> _What to produce_
Up to and including the line containing "the active expression", please reproduce the lines of the listing below, starting from the top.

> _Recorded data_
[Start of section]
//! TTS engine implementations

pub mod http;
pub mod tone;

use crate::config::SpeechRequest;
use crate::error::SpeechError;
use async_trait::async_trait;
use bytes::Bytes;

/// Trait for TTS engines
#[async_trait]
pub trait TtsEngine: Send + Sync {
    /// Synthesize the request into encoded audio bytes
    async fn synthesize(&self, request: &SpeechRequest) -> Result<Bytes, SpeechError>;

    /// Check if engine is available
    fn is_available(&self) -> bool;

    /// Get engine name
    fn name(&self) -> &str;
}
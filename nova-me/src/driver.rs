//! Render driver seam and a headless implementation

use crate::error::AvatarError;
use async_trait::async_trait;
use nova_core::MotionPriority;
use std::collections::HashMap;
use tracing::{debug, info};

/// Capability surface of whatever draws the character.
///
/// Only `load` can fail. The other calls must absorb recoverable problems
/// themselves (an unknown motion or expression is simply ignored) so that the
/// controller's bookkeeping never depends on driver health. A driver that
/// cannot do something implements the call as a no-op.
#[async_trait]
pub trait RenderDriver: Send {
    async fn load(&mut self, model_url: &str) -> Result<(), AvatarError>;

    fn unload(&mut self);

    /// `None` clears the active expression
    fn set_expression(&mut self, expression: Option<&str>);

    fn trigger_motion(&mut self, motion: Option<&str>, priority: MotionPriority);

    fn set_parameter(&mut self, id: &str, value: f32);

    /// Release renderer resources; the driver is not used afterwards
    fn dispose(&mut self);

    fn name(&self) -> &str {
        "driver"
    }
}

/// One call received by a [`TracingDriver`]
#[derive(Debug, Clone, PartialEq)]
pub enum DriverCommand {
    Load(String),
    Unload,
    SetExpression(Option<String>),
    TriggerMotion(Option<String>, MotionPriority),
    SetParameter(String, f32),
    Dispose,
}

/// Headless driver: logs every command and keeps the resulting model state
#[derive(Debug, Default)]
pub struct TracingDriver {
    commands: Vec<DriverCommand>,
    parameters: HashMap<String, f32>,
    model: Option<String>,
    expression: Option<String>,
    disposed: bool,
}

impl TracingDriver {
    pub fn new() -> Self {
        Self::default()
    }

    /// Every command in arrival order
    pub fn commands(&self) -> &[DriverCommand] {
        &self.commands
    }

    pub fn clear_commands(&mut self) {
        self.commands.clear();
    }

    /// Parameter writes only, in arrival order
    pub fn parameter_writes(&self) -> impl Iterator<Item = (&str, f32)> + '_ {
        self.commands.iter().filter_map(|command| match command {
            DriverCommand::SetParameter(id, value) => Some((id.as_str(), *value)),
            _ => None,
        })
    }

    pub fn parameter(&self, id: &str) -> Option<f32> {
        self.parameters.get(id).copied()
    }

    pub fn loaded_model(&self) -> Option<&str> {
        self.model.as_deref()
    }

    pub fn expression(&self) -> Option<&str> {
        self.expression.as_deref()
    }

    pub fn is_disposed(&self) -> bool {
        self.disposed
    }
}

#[async_trait]
impl RenderDriver for TracingDriver {
    async fn load(&mut self, model_url: &str) -> Result<(), AvatarError> {
        info!("Loading model {}", model_url);
        self.commands.push(DriverCommand::Load(model_url.to_string()));
        self.model = Some(model_url.to_string());
        self.parameters.clear();
        Ok(())
    }

    fn unload(&mut self) {
        info!("Unloading model");
        self.commands.push(DriverCommand::Unload);
        self.model = None;
        self.parameters.clear();
    }

    fn set_expression(&mut self, expression: Option<&str>) {
        debug!("expression -> {:?}", expression);
        self.commands
            .push(DriverCommand::SetExpression(expression.map(str::to_string)));
        self.expression = expression.map(str::to_string);
    }

    fn trigger_motion(&mut self, motion: Option<&str>, priority: MotionPriority) {
        debug!("motion -> {:?} ({})", motion, priority.as_str());
        self.commands
            .push(DriverCommand::TriggerMotion(motion.map(str::to_string), priority));
    }

    fn set_parameter(&mut self, id: &str, value: f32) {
        debug!("{} = {:.3}", id, value);
        self.commands
            .push(DriverCommand::SetParameter(id.to_string(), value));
        self.parameters.insert(id.to_string(), value);
    }

    fn dispose(&mut self) {
        info!("Disposing driver");
        self.commands.push(DriverCommand::Dispose);
        self.disposed = true;
        self.model = None;
    }

    fn name(&self) -> &str {
        "tracing"
    }
}
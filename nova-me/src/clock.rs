//! Time sources for the controller

use parking_lot::Mutex;
use std::sync::Arc;
use std::time::{Duration, Instant};

/// Monotonic time since an arbitrary origin
pub trait Clock: Send + Sync {
    fn now(&self) -> Duration;
}

/// Wall clock backed by `Instant`
pub struct SystemClock {
    origin: Instant,
}

impl SystemClock {
    pub fn new() -> Self {
        Self {
            origin: Instant::now(),
        }
    }
}

impl Default for SystemClock {
    fn default() -> Self {
        Self::new()
    }
}

impl Clock for SystemClock {
    fn now(&self) -> Duration {
        self.origin.elapsed()
    }
}

/// Clock that only moves when told to. Clones share the same time.
#[derive(Clone, Default)]
pub struct ManualClock {
    now: Arc<Mutex<Duration>>,
}

impl ManualClock {
    pub fn new() -> Self {
        Self::default()
    }

    pub fn advance(&self, by: Duration) {
        *self.now.lock() += by;
    }

    pub fn advance_secs(&self, secs: f64) {
        self.advance(Duration::from_secs_f64(secs));
    }

    pub fn set(&self, to: Duration) {
        *self.now.lock() = to;
    }
}

impl Clock for ManualClock {
    fn now(&self) -> Duration {
        *self.now.lock()
    }
}
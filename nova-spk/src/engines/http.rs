//! Engine backed by an external TTS service

use crate::config::SpeechRequest;
use crate::engines::TtsEngine;
use crate::error::SpeechError;
use async_trait::async_trait;
use bytes::Bytes;
use reqwest::Client;
use serde_json::json;
use std::time::Duration;
use tracing::debug;

const MAX_ERROR_BODY: usize = 500;

/// POSTs `{text, voice, speed, pitch}` to `{endpoint}/api/tts` and returns the body as audio
pub struct HttpTtsEngine {
    client: Client,
    endpoint: String,
}

impl HttpTtsEngine {
    pub fn new(endpoint: &str, timeout_secs: u64) -> Result<Self, SpeechError> {
        let endpoint = endpoint.trim().trim_end_matches('/');
        if endpoint.is_empty() {
            return Err(SpeechError::Config("TTS endpoint cannot be empty".to_string()));
        }

        let client = Client::builder()
            .timeout(Duration::from_secs(timeout_secs))
            .build()
            .map_err(|e| SpeechError::Engine(format!("Failed to create HTTP client: {}", e)))?;

        Ok(Self {
            client,
            endpoint: endpoint.to_string(),
        })
    }

    pub fn endpoint(&self) -> &str {
        &self.endpoint
    }
}

#[async_trait]
impl TtsEngine for HttpTtsEngine {
    async fn synthesize(&self, request: &SpeechRequest) -> Result<Bytes, SpeechError> {
        let url = format!("{}/api/tts", self.endpoint);
        let body = json!({
            "text": request.text,
            "voice": request.voice,
            "speed": request.speed,
            "pitch": request.pitch,
        });

        debug!("Requesting {} chars of speech from {}", request.text.chars().count(), url);
        let response = self.client.post(&url).json(&body).send().await?;

        let status = response.status();
        if !status.is_success() {
            let text = response.text().await.unwrap_or_default();
            let text: String = text.chars().take(MAX_ERROR_BODY).collect();
            return Err(SpeechError::Api(format!("TTS error {}: {}", status, text)));
        }

        let audio = response.bytes().await?;
        if audio.is_empty() {
            return Err(SpeechError::Api("TTS service returned no audio".to_string()));
        }
        Ok(audio)
    }

    fn is_available(&self) -> bool {
        true
    }

    fn name(&self) -> &str {
        "http"
    }
}
//! Error types for nova-sc

use nova_core::Error as CoreError;
use thiserror::Error;

/// Audio decoding and analysis errors
#[derive(Error, Debug)]
pub enum AudioError {
    #[error("Audio format error: {0}")]
    Format(String),

    #[error("WAV decode error: {0}")]
    Decode(#[from] hound::Error),

    #[error("Configuration error: {0}")]
    Config(String),

    #[error("IO error: {0}")]
    Io(#[from] std::io::Error),
}

impl From<AudioError> for CoreError {
    fn from(err: AudioError) -> Self {
        CoreError::Audio(format!("Audio error: {}", err))
    }
}
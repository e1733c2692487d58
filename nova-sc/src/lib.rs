//! nova-sc: audio analysis for avatar lip-sync
//!
//! A [`LipSyncAnalyzer`] attaches a tap to whatever is currently playing and turns
//! the most recent waveform window into a mouth-openness value in [0, 1].
//! Polling cadence belongs to the caller.

pub mod config;
pub mod error;
pub mod lip_sync;
pub mod source;


pub use config::LipSyncConfig;
pub use error::AudioError;
pub use lip_sync::LipSyncAnalyzer;
pub use source::{AnalysisTap, AudioSource, WavPlayback};
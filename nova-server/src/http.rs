//! HTTP API: chat directives, speech audio, health, and the front-end fallback

use crate::config::ServerConfig;
use crate::error::ServerError;
use crate::static_files;
use axum::{
    body::Bytes,
    extract::{DefaultBodyLimit, State},
    handler::HandlerWithoutStateExt,
    http::{header, HeaderMap, StatusCode, Uri},
    response::{IntoResponse, Response},
    routing::{any, get, post},
    Json, Router,
};
use nova_core::Directive;
use nova_llm::{DirectivePipeline, OllamaProvider, SessionStore};
use nova_spk::{SpeechRequest, SpeechSynthesizer};
use serde::Serialize;
use serde_json::{json, Value};
use std::path::Path;
use std::sync::Arc;
use tower_http::cors::CorsLayer;
use tower_http::services::ServeDir;
use tower_http::trace::TraceLayer;
use tracing::{debug, error, info};
use uuid::Uuid;

#[derive(Clone)]
pub struct ApiState {
    pub pipeline: Arc<DirectivePipeline>,
    pub synthesizer: Arc<SpeechSynthesizer>,
}

impl ApiState {
    /// Wire the Ollama-backed pipeline and the configured speech engine
    pub fn from_config(config: &ServerConfig) -> Result<Self, ServerError> {
        let provider = Arc::new(OllamaProvider::new(&config.llm)?);
        let sessions = Arc::new(SessionStore::new(config.llm.max_history));
        let pipeline = DirectivePipeline::new(provider, sessions, config.llm.clone())?;
        let synthesizer = SpeechSynthesizer::new(config.speech.clone())?;

        info!(
            "Using model '{}' at {}; speech engine: {}",
            config.llm.model,
            config.llm.base_url,
            synthesizer.engine_name().unwrap_or("placeholder only")
        );

        Ok(Self {
            pipeline: Arc::new(pipeline),
            synthesizer: Arc::new(synthesizer),
        })
    }
}

#[derive(Debug, Serialize)]
struct ErrorResponse {
    error: String,
}

#[derive(Debug, Serialize)]
#[serde(rename_all = "camelCase")]
pub struct ChatResponse {
    pub session_id: String,
    pub directive: Directive,
    #[serde(skip_serializing_if = "Option::is_none")]
    pub warning: Option<&'static str>,
}

/// Create the HTTP router with all API routes and the front-end fallback
pub fn create_router(state: ApiState, static_dir: &Path, body_limit: usize) -> Router {
    let index_html = static_files::index_path(static_dir);
    let spa = move |uri: Uri, headers: HeaderMap| {
        let index_html = index_html.clone();
        async move { static_files::spa_fallback(&index_html, &uri, &headers).await }
    };
    let front_end = ServeDir::new(static_dir).fallback(spa.into_service());

    Router::new()
        .route("/api/health", get(health_handler))
        .route("/api/chat", post(chat_handler))
        .route("/api/tts", post(tts_handler))
        .route("/api", any(api_not_found_handler))
        .route("/api/*rest", any(api_not_found_handler))
        .fallback_service(front_end)
        .layer(DefaultBodyLimit::max(body_limit))
        .layer(CorsLayer::permissive())
        .layer(TraceLayer::new_for_http())
        .with_state(state)
}

async fn health_handler() -> impl IntoResponse {
    Json(json!({ "ok": true }))
}

/// POST /api/chat `{sessionId?, userText}`
async fn chat_handler(State(state): State<ApiState>, body: Bytes) -> Response {
    let payload = parse_body(&body);

    let user_text = match non_empty_str(&payload, "userText") {
        Some(text) => text,
        None => return error_response(StatusCode::BAD_REQUEST, "userText is required"),
    };
    let session_id = match non_empty_str(&payload, "sessionId") {
        Some(id) => id.to_string(),
        None => Uuid::new_v4().to_string(),
    };

    let generation = state.pipeline.generate(user_text, &session_id).await;
    debug!(
        "Session {}: {} directive after {} attempt(s){}",
        session_id,
        generation.directive.emotion,
        generation.attempts,
        if generation.is_fallback() { " (fallback)" } else { "" }
    );

    Json(ChatResponse {
        session_id,
        warning: generation.fallback.map(|_| "fallback"),
        directive: generation.directive,
    })
    .into_response()
}

/// POST /api/tts `{text, voice?, speed?, pitch?}`
async fn tts_handler(State(state): State<ApiState>, body: Bytes) -> Response {
    let payload = parse_body(&body);

    let text = match non_empty_str(&payload, "text") {
        Some(text) => text,
        None => return error_response(StatusCode::BAD_REQUEST, "text is required"),
    };
    let request = SpeechRequest {
        text: text.to_string(),
        voice: payload.get("voice").and_then(Value::as_str).map(str::to_string),
        speed: payload.get("speed").and_then(Value::as_f64),
        pitch: payload.get("pitch").and_then(Value::as_f64),
    };

    match state.synthesizer.synthesize(&request).await {
        Ok(audio) => ([(header::CONTENT_TYPE, audio.content_type)], audio.bytes).into_response(),
        Err(err) if err.is_invalid_input() => {
            error_response(StatusCode::BAD_REQUEST, &err.to_string())
        }
        Err(err) => {
            error!("Speech synthesis failed: {}", err);
            error_response(StatusCode::INTERNAL_SERVER_ERROR, "Speech synthesis failed")
        }
    }
}

async fn api_not_found_handler() -> Response {
    error_response(StatusCode::NOT_FOUND, "Not found")
}

/// Anything that is not a JSON document reads as `null`, so required fields come up missing
fn parse_body(body: &[u8]) -> Value {
    serde_json::from_slice(body).unwrap_or(Value::Null)
}

fn non_empty_str<'a>(payload: &'a Value, key: &str) -> Option<&'a str> {
    payload
        .get(key)
        .and_then(Value::as_str)
        .filter(|value| !value.is_empty())
}

fn error_response(status: StatusCode, message: &str) -> Response {
    (
        status,
        Json(ErrorResponse {
            error: message.to_string(),
        }),
    )
        .into_response()
}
[End of section]
> _Solution below_
//! TTS engine implementations

pub mod http;
pub mod tone;

use crate::config::SpeechRequest;
use crate::error::SpeechError;
use async_trait::async_trait;
use bytes::Bytes;

/// Trait for TTS engines
#[async_trait]
pub trait TtsEngine: Send + Sync {
    /// Synthesize the request into encoded audio bytes
    async fn synthesize(&self, request: &SpeechRequest) -> Result<Bytes, SpeechError>;

    /// Check if engine is available
    fn is_available(&self) -> bool;

    /// Get engine name
    fn name(&self) -> &str;
}
filename nova-me/src/driver.rs
//! Render driver seam and a headless implementation

use crate::error::AvatarError;
use async_trait::async_trait;
use nova_core::MotionPriority;
use std::collections::HashMap;
use tracing::{debug, info};

/// Capability surface of whatever draws the character.
///
/// Only `load` can fail. The other calls must absorb recoverable problems
/// themselves (an unknown motion or expression is simply ignored) so that the
/// controller's bookkeeping never depends on driver health. A driver that
/// cannot do something implements the call as a no-op.
#[async_trait]
pub trait RenderDriver: Send {
    async fn load(&mut self, model_url: &str) -> Result<(), AvatarError>;

    fn unload(&mut self);

    /// `None` clears the active expression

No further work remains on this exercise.